Oleh: Muhammad Izzul Muslimin
Mungkinkah perempuan
memimpin persyarikatan Muhammadiyah ? Dalam batas wacana pertanyaan itu dapat
dijawab dengan tegas, bisa! Jangankan memimpin persyarikatan Muhammadiyah,
memimpin negara pun Muhammadiyah tidak berkeberatan. Hal itu sudah menjadi keputusan Musyawarah Lajnah Tarjih pada
Muktamarnya yang ke XVII di Pencongan, Wiradesa Kabupaten Pekalongan pada tahun
1972. (Soal bolehnya kepemimpinan perempuan menurut pandangan Muhammadiyah dapat dibaca dalam Adabul Mar’ah fil Islam
pada bab VIII dengan judul “Bolehkah
wanita menjadi Hakim?”).
Pertanyaan
yang patut diajukan kemudian, mungkinkah wacana perempuan menjadi pemimpin itu
dapat diterima di Muhammadiyah tidak hanya sebatas wacana tetapi menjadi sebuah
realitas yang diterima secara lebih terbuka? Muhammadiyah memang tidak menolak
wanita menjadi pemimpin, tetapi mungkinkah Muhammadiyah mendorong kaum
perempuan tampil menjadi pemimpin?
Realitas
menunjukkan masih sulit bagi kaum perempuan untuk tampil menjadi pemimpin. Di
samping persoalan syariat, masih ada persoalan struktur dan kultur sosial yang
menyebabkan seorang pemimpin perempuan susah dilahirkan. Di lingkungan
Muhammadiyah sendiri peran perempuan selama ini tersubordinasi dalam organisasi
otonom Aisyiyah dan Nasyiatul Aisyiyah. Dengan alasan sudah terwadahi dalam
Aisyiyah dan Nasyiatul Aisyiyah, perempuan Muhammadiyah kurang diberi peran
dalam kepemimpinan Muhammadiyah. Akibatnya Muhammadiyah yang sesungguhnya bukan
organisasi kaum laki-laki saja, dalam kenyataannya lebih banyak didominasi oleh
kaum laki-laki. Sangat sedikit wanita yang menduduki posisi pimpinan dalam Muhammadiyah.

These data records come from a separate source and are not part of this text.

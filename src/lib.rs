//! # Scan Piecharts
//!
//! Recovers the lifecycle carbon-footprint shares (use, manufacturing,
//! transport, end of life and manufacturing sub-components) printed as pie
//! or donut charts in product sustainability reports.
//!
//! The pipeline works on a rendered page image:
//! - Locating the chart circles and deciding whether they are donuts
//! - Rebuilding the legend (swatch color to label) with OCR
//! - Counting ring pixels per legend color and turning counts into shares
//! - Falling back to reading the printed "label NN %" pairs
//! - Completing missing core shares and checking the arithmetic
//!
//! Vendor layouts differ, so every threshold and label pattern comes from a
//! named [`Profile`].
//!
//! ## Example
//!
//! ```rust,no_run
//! use scan_piecharts::{image_loader::load_image, NoText, PiechartAnalyzer, ProfileStore};
//! use std::{path::Path, sync::Arc};
//!
//! let profiles = Arc::new(ProfileStore::embedded()?);
//! let analyzer = PiechartAnalyzer::new(profiles, NoText);
//! let page = load_image(Path::new("report-page-3.png"))?;
//! if let Some(result) = analyzer.analyze(&page, "HP")?.into_result() {
//!     println!("{}", serde_json::to_string(&result.ratios()).unwrap_or_default());
//! }
//! # Ok::<(), scan_piecharts::ChartError>(())
//! ```

pub mod analyzer;
pub mod color;
pub mod config;
pub mod constants;
pub mod detection;
pub mod error;
pub mod image_loader;
pub mod label;
pub mod ocr;
pub mod resolver;

pub(crate) mod imaging;

pub use analyzer::{ChartAnalysis, PiechartAnalyzer};
pub use color::PackedColor;
pub use config::{Profile, ProfileStore};
pub use detection::{DetectedCircle, Legend, LegendEntry};
pub use error::{ChartError, Result};
pub use label::{Label, RatioField};
pub use ocr::{NoText, OcrRequest, RecognitionMode, TextRecognizer};
pub use resolver::{ArithmeticAmbiguity, ChartSelector, ExtractionState, FootprintRatios, ProportionResult, Strategy};

#[cfg(feature = "tesseract")]
pub use ocr::TesseractRecognizer;
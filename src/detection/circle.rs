//! Chart circle detection and donut ring estimation
//!
//! Implements circle location that:
//! - Smooths a gamma-darkened grayscale copy of the page image
//! - Runs the `HOUGH_GRADIENT_ALT` circle search
//! - Decides from the image gradient which edge of the ring was found
//! - Filters clamped and spurious circles
//!
//! The Hough search locks onto whichever ring edge is the most circular,
//! so a detected circle is either the outer border of a ring or the rim of
//! its hole. The gradient vote tells the two apart: on the outer border of
//! a chart drawn on a light page the intensity grows outwards.

use opencv::{
    core::{Mat, Size, Vec3f, Vector, BORDER_DEFAULT, CV_32F},
    imgproc::{gaussian_blur_def, hough_circles, sobel, HOUGH_GRADIENT_ALT},
    prelude::*,
};
use tracing::debug;

use crate::config::Profile;
use crate::constants::circles;
use crate::imaging;
use crate::{ChartError, Result};

/// A circle found by the Hough search, in pixels
#[derive(Debug, Clone, Copy, PartialEq)]
pub struct DetectedCircle {
    pub center_x: f32,
    pub center_y: f32,
    pub radius: f32,
}

impl DetectedCircle {
    pub fn new(center_x: f32, center_y: f32, radius: f32) -> Self {
        Self {
            center_x,
            center_y,
            radius,
        }
    }

    /// Center and radius rounded to the pixel grid
    pub fn rounded(&self) -> (i32, i32, i32) {
        (
            self.center_x.round() as i32,
            self.center_y.round() as i32,
            self.radius.round() as i32,
        )
    }

    /// True when the whole circle lies strictly inside a `width`×`height` image
    pub fn fits_within(&self, width: i32, height: i32) -> bool {
        let (cx, cy, r) = self.rounded();
        cx - r >= 0 && cy - r >= 0 && cx + r < width && cy + r < height
    }
}

/// Inner and outer radius of the colored ring
#[derive(Debug, Clone, Copy, PartialEq)]
pub struct DonutGeometry {
    pub inner_radius: f32,
    pub outer_radius: f32,
}

impl DonutGeometry {
    pub fn contains(&self, dx: f32, dy: f32) -> bool {
        let d2 = dx * dx + dy * dy;
        d2 <= self.outer_radius * self.outer_radius && d2 > self.inner_radius * self.inner_radius
    }
}

/// Which ring edge the Hough search locked onto
#[derive(Debug, Clone, Copy, PartialEq, Eq)]
pub enum RingEdge {
    Outer,
    Inner,
}

/// Circles of one image plus the gradient needed to interpret them
#[derive(Debug)]
pub struct CircleScan {
    /// Circles in detection order
    pub circles: Vec<DetectedCircle>,
    grad_x: Mat,
    grad_y: Mat,
}

impl CircleScan {
    pub fn is_empty(&self) -> bool {
        self.circles.is_empty()
    }

    /// Gradient vector at a pixel, zero outside the image
    fn gradient_at(&self, x: i32, y: i32) -> Result<(f32, f32)> {
        if x < 0 || y < 0 || x >= self.grad_x.cols() || y >= self.grad_x.rows() {
            return Ok((0.0, 0.0));
        }
        let gx = *self
            .grad_x
            .at_2d::<f32>(y, x)
            .map_err(|e| ChartError::opencv("gradient read", e))?;
        let gy = *self
            .grad_y
            .at_2d::<f32>(y, x)
            .map_err(|e| ChartError::opencv("gradient read", e))?;
        Ok((gx, gy))
    }
}

/// Hough-based chart circle locator
#[derive(Debug, Clone, PartialEq)]
pub struct CircleLocator {
    min_radius: i32,
    perfectness: f64,
    samples: usize,
    min_relative_radius: f32,
    max_charts: usize,
}

impl Default for CircleLocator {
    fn default() -> Self {
        Self::new()
    }
}

impl CircleLocator {
    /// Create a locator with default parameters
    pub fn new() -> Self {
        Self {
            min_radius: circles::MIN_RADIUS,
            perfectness: circles::HOUGH_PERFECTNESS,
            samples: circles::DONUT_SAMPLES,
            min_relative_radius: circles::MIN_RELATIVE_RADIUS,
            max_charts: circles::MAX_CHARTS,
        }
    }

    /// Locator using a profile's Hough search settings
    pub fn from_profile(profile: &Profile) -> Self {
        Self {
            min_radius: profile.min_circle_radius,
            perfectness: profile.circle_perfectness,
            ..Self::new()
        }
    }

    /// Find circles in a BGR image
    ///
    /// An empty scan is the normal outcome for images that hold no chart.
    pub fn locate(&self, image: &Mat) -> Result<CircleScan> {
        if image.empty() {
            return Err(ChartError::InvalidParameter {
                parameter: "image".to_string(),
                value: "empty".to_string(),
            });
        }

        let gray = imaging::to_gray(image)?;
        let gray = imaging::gamma_correct(&gray, circles::SEARCH_GAMMA)?;
        let mut smoothed = Mat::default();
        gaussian_blur_def(
            &gray,
            &mut smoothed,
            Size::new(circles::BLUR_KERNEL_SIZE, circles::BLUR_KERNEL_SIZE),
            0.0,
        )
        .map_err(|e| ChartError::opencv("gaussian blur", e))?;

        let grad_x = self.gradient(&smoothed, 1, 0)?;
        let grad_y = self.gradient(&smoothed, 0, 1)?;

        let min_dim = image.rows().min(image.cols());
        let max_radius = (min_dim / 2).max(1);
        let min_distance = (min_dim as f64 * circles::MIN_DISTANCE_FACTOR).floor().max(1.0);

        let mut found = Vector::<Vec3f>::new();
        hough_circles(
            &smoothed,
            &mut found,
            HOUGH_GRADIENT_ALT,
            1.0,
            min_distance,
            circles::HOUGH_CANNY_THRESHOLD,
            self.perfectness,
            self.min_radius,
            max_radius,
        )
        .map_err(|e| ChartError::opencv("hough circles", e))?;

        let circles: Vec<DetectedCircle> = found
            .iter()
            .map(|c| DetectedCircle::new(c[0], c[1], c[2]))
            .collect();
        debug!(count = circles.len(), ?circles, "circle search done");

        Ok(CircleScan {
            circles,
            grad_x,
            grad_y,
        })
    }

    fn gradient(&self, smoothed: &Mat, dx: i32, dy: i32) -> Result<Mat> {
        let mut grad = Mat::default();
        sobel(
            smoothed,
            &mut grad,
            CV_32F,
            dx,
            dy,
            circles::SOBEL_APERTURE,
            1.0,
            0.0,
            BORDER_DEFAULT,
        )
        .map_err(|e| ChartError::opencv("sobel gradient", e))?;
        Ok(grad)
    }

    /// Circles worth analyzing, at most `max_charts`, in detection order
    ///
    /// Circles that do not fit in the image are clamped detections and are
    /// skipped; circles much smaller than the first detected one are noise.
    pub fn chart_circles(&self, scan: &CircleScan, width: i32, height: i32) -> Vec<DetectedCircle> {
        let Some(primary) = scan.circles.first() else {
            return Vec::new();
        };
        let min_radius = primary.radius * self.min_relative_radius;

        scan.circles
            .iter()
            .filter(|c| {
                if !c.fits_within(width, height) {
                    debug!(circle = ?c, "skip clamped circle");
                    return false;
                }
                if c.radius < min_radius {
                    debug!(circle = ?c, "skip too small circle");
                    return false;
                }
                true
            })
            .take(self.max_charts)
            .copied()
            .collect()
    }

    /// Accumulated alignment of the gradient with the outward radial
    /// direction, averaged over the sampled angles
    pub fn edge_vote(&self, scan: &CircleScan, circle: &DetectedCircle) -> Result<f32> {
        let (cx, cy, r) = circle.rounded();
        let mut cumulated = 0.0_f32;
        for i in 0..self.samples {
            let angle = i as f32 / self.samples as f32 * std::f32::consts::TAU;
            let (ex, ey) = (angle.cos(), angle.sin());
            let px = (r as f32 * ex + cx as f32) as i32;
            let py = (r as f32 * ey + cy as f32) as i32;
            let (gx, gy) = scan.gradient_at(px, py)?;
            let norm = (gx * gx + gy * gy).sqrt();
            if norm > 0.0 {
                cumulated += ex * gx / norm + ey * gy / norm;
            }
        }
        Ok(cumulated / self.samples as f32)
    }

    /// Inner and outer ring radii for a detected circle
    pub fn donut_geometry(&self, scan: &CircleScan, circle: &DetectedCircle) -> Result<DonutGeometry> {
        let vote = self.edge_vote(scan, circle)?;
        let edge = if vote > 0.0 { RingEdge::Outer } else { RingEdge::Inner };
        let geometry = geometry_from_edge(circle.rounded().2 as f32, edge);
        debug!(vote, ?edge, ?geometry, "donut geometry");
        Ok(geometry)
    }
}

/// Ring radii when the detected radius `r` sits on `edge`
pub fn geometry_from_edge(r: f32, edge: RingEdge) -> DonutGeometry {
    match edge {
        RingEdge::Outer => {
            let outer = r - circles::EDGE_INSET;
            DonutGeometry {
                inner_radius: outer * circles::INNER_TO_OUTER_RATIO,
                outer_radius: outer,
            }
        }
        RingEdge::Inner => {
            let inner = r + circles::EDGE_INSET;
            DonutGeometry {
                inner_radius: inner,
                outer_radius: inner / circles::INNER_TO_OUTER_RATIO,
            }
        }
    }
}

#[cfg(test)]
mod tests {
    use super::*;
    use opencv::core::{Point, Scalar, CV_8UC3};
    use opencv::imgproc::{circle, FILLED, LINE_8};

    fn ring_image(outer: i32, inner: i32) -> Mat {
        let size = outer * 2 + 100;
        let mut image = Mat::new_rows_cols_with_default(size, size, CV_8UC3, Scalar::all(255.0)).unwrap();
        let center = Point::new(size / 2, size / 2);
        circle(&mut image, center, outer, Scalar::new(180.0, 90.0, 20.0, 0.0), FILLED, LINE_8, 0).unwrap();
        circle(&mut image, center, inner, Scalar::all(255.0), FILLED, LINE_8, 0).unwrap();
        image
    }

    #[test]
    fn test_geometry_from_outer_edge() {
        let g = geometry_from_edge(154.0, RingEdge::Outer);
        assert_eq!(g.outer_radius, 150.0);
        assert!((g.inner_radius - 100.0).abs() < 1e-3);
    }

    #[test]
    fn test_geometry_from_inner_edge() {
        let g = geometry_from_edge(96.0, RingEdge::Inner);
        assert_eq!(g.inner_radius, 100.0);
        assert!((g.outer_radius - 150.0).abs() < 1e-3);
    }

    #[test]
    fn test_donut_contains() {
        let g = DonutGeometry {
            inner_radius: 10.0,
            outer_radius: 20.0,
        };
        assert!(g.contains(15.0, 0.0));
        assert!(!g.contains(5.0, 0.0));
        assert!(!g.contains(20.0, 1.0));
    }

    #[test]
    fn test_fits_within() {
        assert!(DetectedCircle::new(50.0, 50.0, 40.0).fits_within(100, 100));
        assert!(!DetectedCircle::new(50.0, 50.0, 50.0).fits_within(100, 100));
        assert!(!DetectedCircle::new(20.0, 50.0, 30.0).fits_within(100, 100));
    }

    #[test]
    fn test_vote_sign_matches_ring_edge() {
        let image = ring_image(150, 100);
        let locator = CircleLocator::new();
        let scan = locator.locate(&image).unwrap();
        let c = image.cols() as f32 / 2.0;

        let outer = locator.edge_vote(&scan, &DetectedCircle::new(c, c, 150.0)).unwrap();
        let inner = locator.edge_vote(&scan, &DetectedCircle::new(c, c, 100.0)).unwrap();
        assert!(outer > 0.0, "outer border vote was {outer}");
        assert!(inner < 0.0, "hole rim vote was {inner}");
    }

    #[test]
    fn test_donut_estimation_is_idempotent() {
        let image = ring_image(150, 100);
        let locator = CircleLocator::new();
        let c = image.cols() as f32 / 2.0;
        let circle = DetectedCircle::new(c, c, 150.0);

        let first = locator.donut_geometry(&locator.locate(&image).unwrap(), &circle).unwrap();
        for _ in 0..3 {
            let scan = locator.locate(&image).unwrap();
            assert_eq!(locator.donut_geometry(&scan, &circle).unwrap(), first);
        }
    }

    #[test]
    fn test_profile_minimum_radius_is_honored() {
        let store = crate::config::ProfileStore::from_json_str(
            r#"{"profiles": {"BIG": {"min circle radius": 190}}}"#,
        )
        .unwrap();
        let image = ring_image(150, 100);
        assert!(!CircleLocator::new().locate(&image).unwrap().is_empty());

        let locator = CircleLocator::from_profile(store.get("BIG").unwrap());
        assert!(locator.locate(&image).unwrap().is_empty());
    }

    #[test]
    fn test_blank_image_has_no_circle() {
        let image = Mat::new_rows_cols_with_default(200, 300, CV_8UC3, Scalar::all(255.0)).unwrap();
        let scan = CircleLocator::new().locate(&image).unwrap();
        assert!(scan.is_empty());
        assert!(CircleLocator::new().chart_circles(&scan, 300, 200).is_empty());
    }

    #[test]
    fn test_chart_circle_filtering() {
        let scan = CircleScan {
            circles: vec![
                DetectedCircle::new(100.0, 100.0, 80.0),
                DetectedCircle::new(300.0, 100.0, 10.0),
                DetectedCircle::new(390.0, 100.0, 40.0),
                DetectedCircle::new(300.0, 100.0, 60.0),
                DetectedCircle::new(300.0, 300.0, 60.0),
            ],
            grad_x: Mat::default(),
            grad_y: Mat::default(),
        };
        let kept = CircleLocator::new().chart_circles(&scan, 400, 400);
        // too small, then clamped, then the two valid ones; only two are kept
        assert_eq!(kept.len(), 2);
        assert_eq!(kept[0].radius, 80.0);
        assert_eq!(kept[1], DetectedCircle::new(300.0, 100.0, 60.0));
    }
}
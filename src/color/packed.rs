//! Packed 24-bit colors
//!
//! Histogram bins and legend entries are keyed by `0xRRGGBB` integers so
//! that exact matches are a single integer comparison. Distances use the
//! largest per-channel difference: JPEG and anti-aliasing noise shifts all
//! channels a little, while two distinct slice colors differ a lot on at
//! least one channel.

use opencv::core::Vec3b;
use palette::Srgb;
use serde::{Deserialize, Serialize};
use std::fmt;

/// A 24-bit RGB color packed as `0xRRGGBB`
#[derive(Debug, Clone, Copy, PartialEq, Eq, PartialOrd, Ord, Hash, Serialize, Deserialize)]
#[serde(from = "[u8; 3]", into = "[u8; 3]")]
pub struct PackedColor(u32);

impl PackedColor {
    pub const fn from_rgb(r: u8, g: u8, b: u8) -> Self {
        Self(((r as u32) << 16) | ((g as u32) << 8) | b as u32)
    }

    /// Pack an OpenCV pixel (BGR channel order)
    pub fn from_bgr(pixel: &Vec3b) -> Self {
        Self::from_rgb(pixel[2], pixel[1], pixel[0])
    }

    pub fn value(self) -> u32 {
        self.0
    }

    pub fn red(self) -> u8 {
        (self.0 >> 16) as u8
    }

    pub fn green(self) -> u8 {
        (self.0 >> 8) as u8
    }

    pub fn blue(self) -> u8 {
        self.0 as u8
    }

    /// Largest absolute per-channel difference
    pub fn distance(self, other: PackedColor) -> u8 {
        self.red()
            .abs_diff(other.red())
            .max(self.green().abs_diff(other.green()))
            .max(self.blue().abs_diff(other.blue()))
    }

    /// True when every channel reaches `level` (page background)
    pub fn is_brighter_than(self, level: u8) -> bool {
        self.red() >= level && self.green() >= level && self.blue() >= level
    }

    pub fn to_srgb(self) -> Srgb<u8> {
        Srgb::new(self.red(), self.green(), self.blue())
    }
}

impl From<Srgb<u8>> for PackedColor {
    fn from(color: Srgb<u8>) -> Self {
        Self::from_rgb(color.red, color.green, color.blue)
    }
}

impl From<[u8; 3]> for PackedColor {
    fn from([r, g, b]: [u8; 3]) -> Self {
        Self::from_rgb(r, g, b)
    }
}

impl From<PackedColor> for [u8; 3] {
    fn from(color: PackedColor) -> Self {
        [color.red(), color.green(), color.blue()]
    }
}

impl fmt::Display for PackedColor {
    fn fmt(&self, f: &mut fmt::Formatter<'_>) -> fmt::Result {
        write!(f, "#{:06X}", self.0)
    }
}

#[cfg(test)]
mod tests {
    use super::*;

    #[test]
    fn test_bgr_pixels_pack_as_rgb() {
        let pixel = Vec3b::from([0x10, 0x20, 0x30]);
        let packed = PackedColor::from_bgr(&pixel);
        assert_eq!(packed.value(), 0x302010);
        assert_eq!(packed.to_string(), "#302010");
    }

    #[test]
    fn test_max_channel_distance() {
        let a = PackedColor::from_rgb(100, 100, 100);
        let b = PackedColor::from_rgb(110, 95, 130);
        assert_eq!(a.distance(b), 30);
        assert_eq!(b.distance(a), 30);
        assert_eq!(a.distance(a), 0);
    }

    #[test]
    fn test_srgb_conversion() {
        let color = PackedColor::from_rgb(0xFF, 0x80, 0x00);
        let srgb = color.to_srgb();
        assert_eq!((srgb.red, srgb.green, srgb.blue), (0xFF, 0x80, 0x00));
        assert_eq!(PackedColor::from(srgb), color);
    }

    #[test]
    fn test_background_detection() {
        assert!(PackedColor::from_rgb(255, 252, 250).is_brighter_than(250));
        assert!(!PackedColor::from_rgb(255, 249, 255).is_brighter_than(250));
    }

    #[test]
    fn test_serde_as_rgb_triplet() {
        let color: PackedColor = serde_json::from_str("[1, 2, 3]").unwrap();
        assert_eq!(color, PackedColor::from_rgb(1, 2, 3));
        assert_eq!(serde_json::to_string(&color).unwrap(), "[1,2,3]");
    }
}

Kalaupun ada mungkin hanya di Majelis atau Lembaga Pembantu Pimpinan.
Problem Kepemimpinan Perempuan
Sebenarnya
dengan mewadahi para perempuan Muhammadiyah di Aisyiyah maupun Nasyiatul
Aisyiyah, para perempuan Muhammadiyah memiliki kiprah dan andil yang sangat
besar dalam mengembangkan Muhammadiyah terutama di lingkungan masyarakat paling
bawah. Kegiatan pengajian dan pendidikan Taman Kanak-kanak Aisyiyah Bustanul
Athfal (TK ABA) yang merupakan kegiatan Aisyiyah sangat menonjol di lingkungan
kehidupan masyarakat yang paling bawah, yaitu pada tingkat kampung dan desa.
Denyut nadi Muhammadiyah di level bawah justru banyak diwarnai oleh pengajian
ibu-ibu Aisyiyah yang notabene adalah aktivitas Muhammadiyah perempuan.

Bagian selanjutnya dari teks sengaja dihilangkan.